Renting an acre for city dwellers
Not a trend, a movement
Gardening offers relaxation in the fresh air and ensures vegetables from one's own cultivation. For many city dwellers, this often remains a dream. "Yet in these fast-paced and hectic times, in the face of current crises and supply fears, the need for closeness to nature, regionality and sustainability is growing. The desire to have sovereignty over one's own plate has never been greater," explains Wanda Ganders. When she founded the "meine ernte" initiative in 2009 together with Natalie Kirchbaumer, they started with six rental gardens. They now have 30 locations across Germany. "It's not a trend. It's a megatrend, maybe even a movement," the trained economist says of the demand.
Renting your own field - possible even without gardening experience
But what if you have no idea about growing vegetables? Wanda smiles: "That's fine. We want to reach out to those who have no experience. Working people who want to take a break from the daily grind of the office, senior citizens who shy away from the responsibilities of an allotment garden, families who want to show their children where the chips come from.
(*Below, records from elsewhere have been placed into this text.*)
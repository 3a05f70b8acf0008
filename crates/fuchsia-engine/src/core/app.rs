use winit::event::WindowEvent;
use winit::window::WindowId;

use crate::device::Gpu;

use super::ctx::{FrameCtx, WindowCtx};

/// Control directive returned by app callbacks.
#[derive(Debug, Copy, Clone, Eq, PartialEq)]
pub enum AppControl {
    Continue,
    Exit,
}

/// Application contract implemented by higher layers.
pub trait App {
    /// Called for window events.
    fn on_window_event(&mut self, window_id: WindowId, event: &WindowEvent) -> AppControl {
        let _ = (window_id, event);
        AppControl::Continue
    }

    /// Called once per redraw of a window.
    fn on_frame(&mut self, ctx: &mut FrameCtx<'_, '_>) -> AppControl;

    /// Called right before a window's GPU context is dropped.
    ///
    /// Render surfaces release their resources here, while the device that
    /// created them is still alive.
    fn on_window_destroyed(&mut self, window: WindowCtx<'_>, gpu: &Gpu<'_>) {
        let _ = (window, gpu);
    }
}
Friends looking for a shared hobby are also part of our gardening community."
"meine ernte" works with local farms - the farmers dig up, fertilize, sow and plant the field. "With that, the most physically difficult work is already done at the beginning. For the rest, we take you by the hand," Wanda says. There are garden newsletters, WhatsApp groups, lots of help on the homepage, by phone and by mail. At the start of the season at the end of April or beginning of May, the founders personally invite everyone to the opening event. Here, the garden neighbors get to know each other and their vegetable fields.
What vegetables can you grow yourself?
Around 20 types of vegetables are sown on the rented field, including classics such as potatoes, onions, beans, carrots, lettuces, kohlrabi and peas. Rarer crops such as chard, a special May turnip or edible flowers are also included. You can grow your favorite vegetables on a small "wish bed."
"Now the journey to conscious nutrition begins," says the Bavarian native, who now lives in the Rhineland with her husband and children. Two or three weeks after the start of the season, the first radishes and lettuces can already be harvested. The spinach, beans and sugar snap peas follow. "Then in June and July it's harvest high time, now you can come two to three times a week to harvest." Few know that one zucchini plant can yield 20 to 30 zucchini and the potato crop can yield about 20 to 30 pounds in a good year. Not to mention Hokkaido squash. "Harvested vegetables from your own field taste very different than vegetables from the supermarket. There's a special magic to seasonality," Wanda enthuses.
Many little vacation moments
Contrary to some preconceptions, she says, a rental garden means no more time or financial commitment than any other hobby. "Except that, in addition, you go home with baskets full of vegetables," Wanda adds. Weeding at the beginning of the season takes up most of the time, she says: "Like two to three hours a week, gladly at a stretch." After that, he says, the effort diminishes and the bulk of the gardening consists of harvesting.
"You also don't need to water constantly. The more the plants rely on rain, the deeper they root." A head of lettuce, for example, can root 30 inches deep into the soil and a head of cabbage about 50 inches, he said. "It's almost always moist there. And onions should not be watered at all, because they rot easily," Wanda informs. If one is sometimes prevented, vegetable neighbors, friends and family can take over the care, watering and harvesting during that time. "That works out very well." So no one needs to fear for their vacation. Wanda grins, "On the contrary - gardening gives valuable time off from everyday life. So there are lots of little vacation moments."
The Green Living theme world at the Green Week informs consumers about a wide range of topics relating to a healthy lifestyle and the sustainable use of food and resources.